A set of portable transparent cards designed for field identification of lichen species and their environmental conditions. Each card helps users match lichen forms, colors, and sensitivity levels—transforming everyday walks into moments of ecological awareness and observation. The cards are organized by pollution tolerance, from highly sensitive species to more resilient types, allowing users to interpret local air quality through visual comparison. Designed for students, researchers, and curious residents, the cards serve both as an educational tool and a tactile interface that invites closer engagement with overlooked forms of life. By layering cards over actual lichens in the field, users begin to “read” the landscape through a new lens—one shaped by interspecies signals, subtle changes, and nonhuman perspectives.
PROJECTION
In the project, we use projection to visualise lichen images and research content onto bodies, objects or spatial surfaces, creating an immersive perceptual experience. In this way, the viewer not only “sees” the lichens, but also empathises with them in a visual and physical encounter, thus rethinking the connection and responsibility between people and their environment.
COLOR-CHANGING PROJECTION
This page shows our experiment of projecting images of lichens varying from green to orange onto the palm of a hand. The gradation of colours represents the changing state of the lichen under different levels of pollution, and the intervention of the hand symbolises the direct connection between humans and ecology.
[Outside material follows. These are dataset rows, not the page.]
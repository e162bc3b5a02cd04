//! Database cleanup worker

use std::time::Duration;

use tokio::time::sleep;
use tracing::{debug, error, instrument};

use crate::context::ServerContext;
use crate::storage::StorageResult;

/// Run one compaction pass
pub async fn compact_once(ctx: &ServerContext) -> StorageResult<()> {
    ctx.backend.cleanup().await?;
    debug!("storage compacted");
    Ok(())
}

#[instrument(name = "cleanup_worker", skip_all)]
pub async fn run(ctx: ServerContext, interval: Duration) {
    debug!("starting cleanup worker");

    loop {
        if let Err(e) = compact_once(&ctx).await {
            error!("database cleanup failed: {e}");
            break;
        }
        sleep(interval).await;
    }

    ctx.shutdown.trigger("cleanup worker failed");
}
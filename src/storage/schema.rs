//! Persisted record definitions
//!
//! Status records hold the last-known health of one `(ident, mod)` pair,
//! pending alerts queue notifications until the alerting worker has
//! delivered them, and agent rows remember where an agent last reported from.
//!
//! All timestamps are Unix epoch milliseconds (UTC), matching the
//! `updated_at` arithmetic performed by the service monitoring worker.

use serde::{Deserialize, Serialize};

use crate::status;

/// Last-known status of one module reported by one agent
///
/// Keyed by `(ident, module)`. `updated_at` is refreshed on every accepted
/// report and is what the monitoring worker compares against the
/// configured service timeout.
#[derive(Debug, Clone, PartialEq, Eq, Serialize, Deserialize)]
pub struct StatusRecord {
    /// Agent identity (the `X-Ident` header)
    pub ident: String,

    /// Module / check identifier
    #[serde(rename = "mod")]
    pub module: String,

    /// Status code, see [`crate::status`]
    pub status: i64,

    /// Free-form message attached by the agent
    pub message: Option<String>,

    /// Last refresh, epoch milliseconds
    pub updated_at: i64,
}

impl StatusRecord {
    pub fn new(
        ident: impl Into<String>,
        module: impl Into<String>,
        status: i64,
        message: Option<String>,
        updated_at: i64,
    ) -> Self {
        Self {
            ident: ident.into(),
            module: module.into(),
            status,
            message,
            updated_at,
        }
    }

    pub fn is_outage(&self) -> bool {
        self.status == status::OUTAGE
    }

    /// Whether the record has not been refreshed since `max_age`
    pub fn is_stale(&self, max_age: i64) -> bool {
        self.updated_at < max_age
    }
}

/// A change of status for one `(ident, mod)` pair
///
/// Never persisted on its own; the backend turns it into a pending alert
/// when [`HealthTransition::should_alert`] holds.
#[derive(Debug, Clone, PartialEq, Eq)]
pub struct HealthTransition {
    pub ident: String,
    pub module: String,

    /// Status before the change, `None` on first sighting
    pub previous: Option<i64>,

    pub current: i64,
    pub message: Option<String>,

    /// When the transition was observed, epoch milliseconds
    pub at: i64,
}

impl HealthTransition {
    /// Build the transition leading from `previous` to `record`
    pub fn between(previous: Option<&StatusRecord>, record: &StatusRecord) -> Self {
        Self {
            ident: record.ident.clone(),
            module: record.module.clone(),
            previous: previous.map(|p| p.status),
            current: record.status,
            message: record.message.clone(),
            at: record.updated_at,
        }
    }

    /// A first sighting of a healthy module is not worth a notification;
    /// everything else is.
    pub fn should_alert(&self) -> bool {
        self.previous.is_some() || self.current != status::OK
    }
}

/// An alert waiting to be delivered
#[derive(Debug, Clone, PartialEq, Eq, Serialize, Deserialize)]
pub struct PendingAlert {
    pub id: i64,
    pub ident: String,
    #[serde(rename = "mod")]
    pub module: String,
    pub previous_status: Option<i64>,
    pub status: i64,
    pub message: Option<String>,
    pub created_at: i64,
}

impl PendingAlert {
    /// One-line human readable rendering used by every delivery channel
    pub fn summary(&self) -> String {
        let previous = self
            .previous_status
            .map(status::label)
            .unwrap_or("NEW");
        let mut line = format!(
            "{}/{}: {} -> {}",
            self.ident,
            self.module,
            previous,
            status::label(self.status)
        );
        if let Some(message) = &self.message {
            line.push_str(&format!(" ({message})"));
        }
        line
    }
}

/// Registry entry for a connected agent
#[derive(Debug, Clone, PartialEq, Eq, Serialize, Deserialize)]
pub struct AgentRecord {
    pub ident: String,
    pub remote_ip: String,
    pub version: String,
    pub last_seen: i64,
}

/// A single metric sample reported by an agent
#[derive(Debug, Clone, PartialEq, Serialize, Deserialize)]
pub struct MetricRow {
    pub ident: String,
    #[serde(rename = "mod")]
    pub module: String,
    pub subject: String,
    pub metric: String,
    pub value: f64,
    pub format: Option<String>,
    pub min: Option<f64>,
    pub max: Option<f64>,
    pub recorded_at: i64,
}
Through this intersection of the visual and tactile senses, we try to let the viewer perceive how the pollution passes through the body and is transmitted to the ecology, reflecting the inseparable relationship between human beings and the environment.
Interactive Projection
We keyed and scattered lichen images collected in the Alentejo region of Portugal during our fieldwork to form a visual ecological map, and mapped them onto the human body through projection technology. As the projections come into contact with the skin, the lichens begin to “respond”: pollution-resistant species gradually become more orange and brightly colored in the light, as if they are growing tenaciously against the background of pollution; while lichens that are highly sensitive to pollution gradually fade and disappear, as if traces of their lives have been wiped out by the environment. This installation not only establishes a direct visual and physical connection between lichens and people, but also allows the audience to interactively experience the impact of pollution and feel the fragility and tension of ecological symbiosis. The body becomes the projected surface of the lichen, as well as the ecological bearer and participant.
SLOGAN PROJECTION
We projected “Xanthoria Only” onto street signs, This act is both a reversal and a satire: in a world where urban expansion, air pollution, and industrial farming shrink viable habitats, do lichens even have a “right of way”?
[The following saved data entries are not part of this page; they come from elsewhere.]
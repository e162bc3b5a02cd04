//! Service monitoring worker
//!
//! Declares an outage for every `(ident, mod)` pair whose last report is
//! older than the configured service timeout. The sweep reads all records
//! and then writes the stale ones individually; a report arriving between
//! the read and the write is overwritten and repaired by the agent's next
//! report.

use std::time::Duration;

use chrono::Utc;
use tokio::time::sleep;
use tracing::{debug, error, info, instrument, warn};

use crate::context::ServerContext;
use crate::status;
use crate::storage::{HealthTransition, StatusRecord, StorageResult};

/// Message stored on records the sweep moved into outage
pub fn outage_message(timeout: Duration) -> String {
    format!("No report received for {} seconds", timeout.as_secs())
}

/// Run one sweep as of `now` (epoch milliseconds)
///
/// Returns the number of records moved into outage.
pub async fn sweep(ctx: &ServerContext, now: i64) -> StorageResult<usize> {
    let timeout_ms = i64::try_from(ctx.service_timeout.as_millis()).unwrap_or(i64::MAX);
    let max_age = now.saturating_sub(timeout_ms);

    let records = ctx.backend.list_all_status_records().await?;
    let mut marked = 0;

    for record in records {
        if record.is_outage() || !record.is_stale(max_age) {
            continue;
        }

        let outage = StatusRecord::new(
            record.ident.clone(),
            record.module.clone(),
            status::OUTAGE,
            Some(outage_message(ctx.service_timeout)),
            now,
        );
        let transition = HealthTransition::between(Some(&record), &outage);

        warn!(
            ident = %record.ident,
            module = %record.module,
            "no report since {}, marking as outage",
            record.updated_at
        );

        ctx.backend.process_status_update(&outage, &transition).await?;
        marked += 1;
    }

    Ok(marked)
}

#[instrument(name = "monitor_worker", skip_all)]
pub async fn run(ctx: ServerContext, grace: Duration, interval: Duration) {
    info!("service monitoring starts in {}s", grace.as_secs());
    sleep(grace).await;

    loop {
        match sweep(&ctx, Utc::now().timestamp_millis()).await {
            Ok(0) => {}
            Ok(marked) => debug!("{marked} modules moved into outage"),
            Err(e) => {
                error!("service monitoring failed: {e}");
                break;
            }
        }
        sleep(interval).await;
    }

    ctx.shutdown.trigger("service monitoring worker failed");
}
The word “Only,” typically used to enforce human hierarchies, here flips meaning — ironically asking if nonhuman organisms are the ones truly excluded.In an environment increasingly hostile to slow-growing, pollution-sensitive lifeforms, the lichen becomes a symbol of quiet resistance and systemic neglect.This projection is a symbolic claim for ecological belonging — and a critique of our spatial monopolies.
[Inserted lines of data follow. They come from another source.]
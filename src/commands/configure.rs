//! `configure` - build the provider configuration from attributes + environment

use anyhow::{Context as AnyhowContext, Result};
use chefkit::{CredentialSource, FsReader, ProcessEnv, ProviderConfig};
use serde::Serialize;

use crate::Context;
use crate::cli::ConfigureArgs;
use crate::document;
use crate::paths;
use crate::ui;

/// What `configure --json` prints. Never includes the key itself.
#[derive(Debug, Serialize)]
struct ConfigReport<'a> {
    server_url: &'a str,
    client_name: &'a str,
    credential_source: &'a CredentialSource,
    has_key: bool,
    skip_ssl_verification: bool,
    timeout_secs: u64,
    warnings: &'a [String],
}

impl<'a> ConfigReport<'a> {
    fn new(config: &'a ProviderConfig, warnings: &'a [String]) -> Self {
        Self {
            server_url: config.server_url(),
            client_name: config.client_name(),
            credential_source: config.credential().source(),
            has_key: !config.credential().is_empty(),
            skip_ssl_verification: config.skip_ssl_verification(),
            timeout_secs: config.timeout().as_secs(),
            warnings,
        }
    }
}

pub fn run(ctx: &Context, args: ConfigureArgs) -> Result<()> {
    let attrs = match &args.file {
        Some(path) => document::load(path)?,
        None => document::load_or_default(&paths::default_attributes_file()?)?,
    };

    let (config, warnings) = chefkit::build_config_with_warnings(&attrs, &ProcessEnv, &FsReader)
        .context("Failed to configure the Chef provider")?;

    if args.json {
        let report = ConfigReport::new(&config, &warnings);
        println!("{}", serde_json::to_string_pretty(&report)?);
        return Ok(());
    }

    for warning in &warnings {
        ui::warn(warning);
    }

    if !ctx.quiet {
        ui::header("Provider Configuration");
        ui::kv("Server URL", config.server_url());
        ui::kv("Client", config.client_name());
        ui::kv("Client key", &ui::redact(config.credential().key()));
        ui::kv("Key source", &config.credential().source().to_string());
        ui::kv(
            "Verify SSL",
            if config.skip_ssl_verification() {
                "no"
            } else {
                "yes"
            },
        );
        ui::kv("Timeout", &format!("{}s", config.timeout().as_secs()));
        println!();
    }

    ui::success("Provider configuration is valid");
    Ok(())
}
Projection of "Xanthoria Only" at night
Alentejo Local Signs
We used TouchDesigner to simulate how lichens grow and projected them into the outdoor environment, allowing them to visually “speak” and reoccupy the space that should be theirs
Lichen Growth
Lichen Growth
By projecting the expansion process of virtual lichens onto real objects or the ground, we create an ecological space-time between reality and fiction. The projection, with its slow spreading dynamics, simulates the growth of lichens under different environmental parameters, which is both a reproduction of natural processes and an emotional visual expression. It allows the viewer to confront ecological changes in a physically perceptive way, thus establishing empathy and concern for these tiny beings.